Figure 8: Schematic describing the representation of the visual field in the SC in different rodent models.

Capitals and lower case letters illustrate zones of the visual field and corresponding retinocollicular projections, which are relative to right and left retina, respectively. The subscript ‘i’ indicates the furthest point of the visual field represented through the nasal border of the ipsilateral-projecting VTC of the retina.
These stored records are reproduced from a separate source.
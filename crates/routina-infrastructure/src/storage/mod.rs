//! Storage layer: atomic files, key-value stores, config file.

mod atomic_json;
mod config_storage;
mod key_value;

pub use atomic_json::{AtomicJsonError, AtomicJsonFile};
pub use config_storage::ConfigStorage;
pub use key_value::{InMemoryKeyValueStore, JsonFileKeyValueStore};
In wild-type animals, the zone of binocularity seen by the temporal retina is uniquely represented in the anterior SC so that ipsilateral projections result in an opposing polarity of topographic map (nasal–temporal retina projecting to anterior–posterior SC) relative to contralateral projections (temporal–nasal retina projecting anterior–posterior SC). In animals that undergo eye enucleation at birth, the ipsilateral fibers project continuously in the SC from across the retina with two polarities: an appropriate retinotopic map for normal ipsilateral projections in the anterior SC (nasal–temporal retina projecting anterior–posterior SC) and some aberrant projections in posterior SC by nasal retinal axons. In our genetic lesion mutants (α-Del), contralateral projections form a generally appropriate topographic map, although less refined. In addition, they are unable to innervate the entire SC, leaving an anterior and posterior zone empty. Instead, RGC axons from the ipsilateral eye are occupying some of this empty space and form TZs in anterior and posterior SC, mapping according to contralateral retinotopic polarity. As a result, opposite temporal extremities of the visual fields (‘seen’ by the nasal poles of each retina) map adjacently in the posterior SC.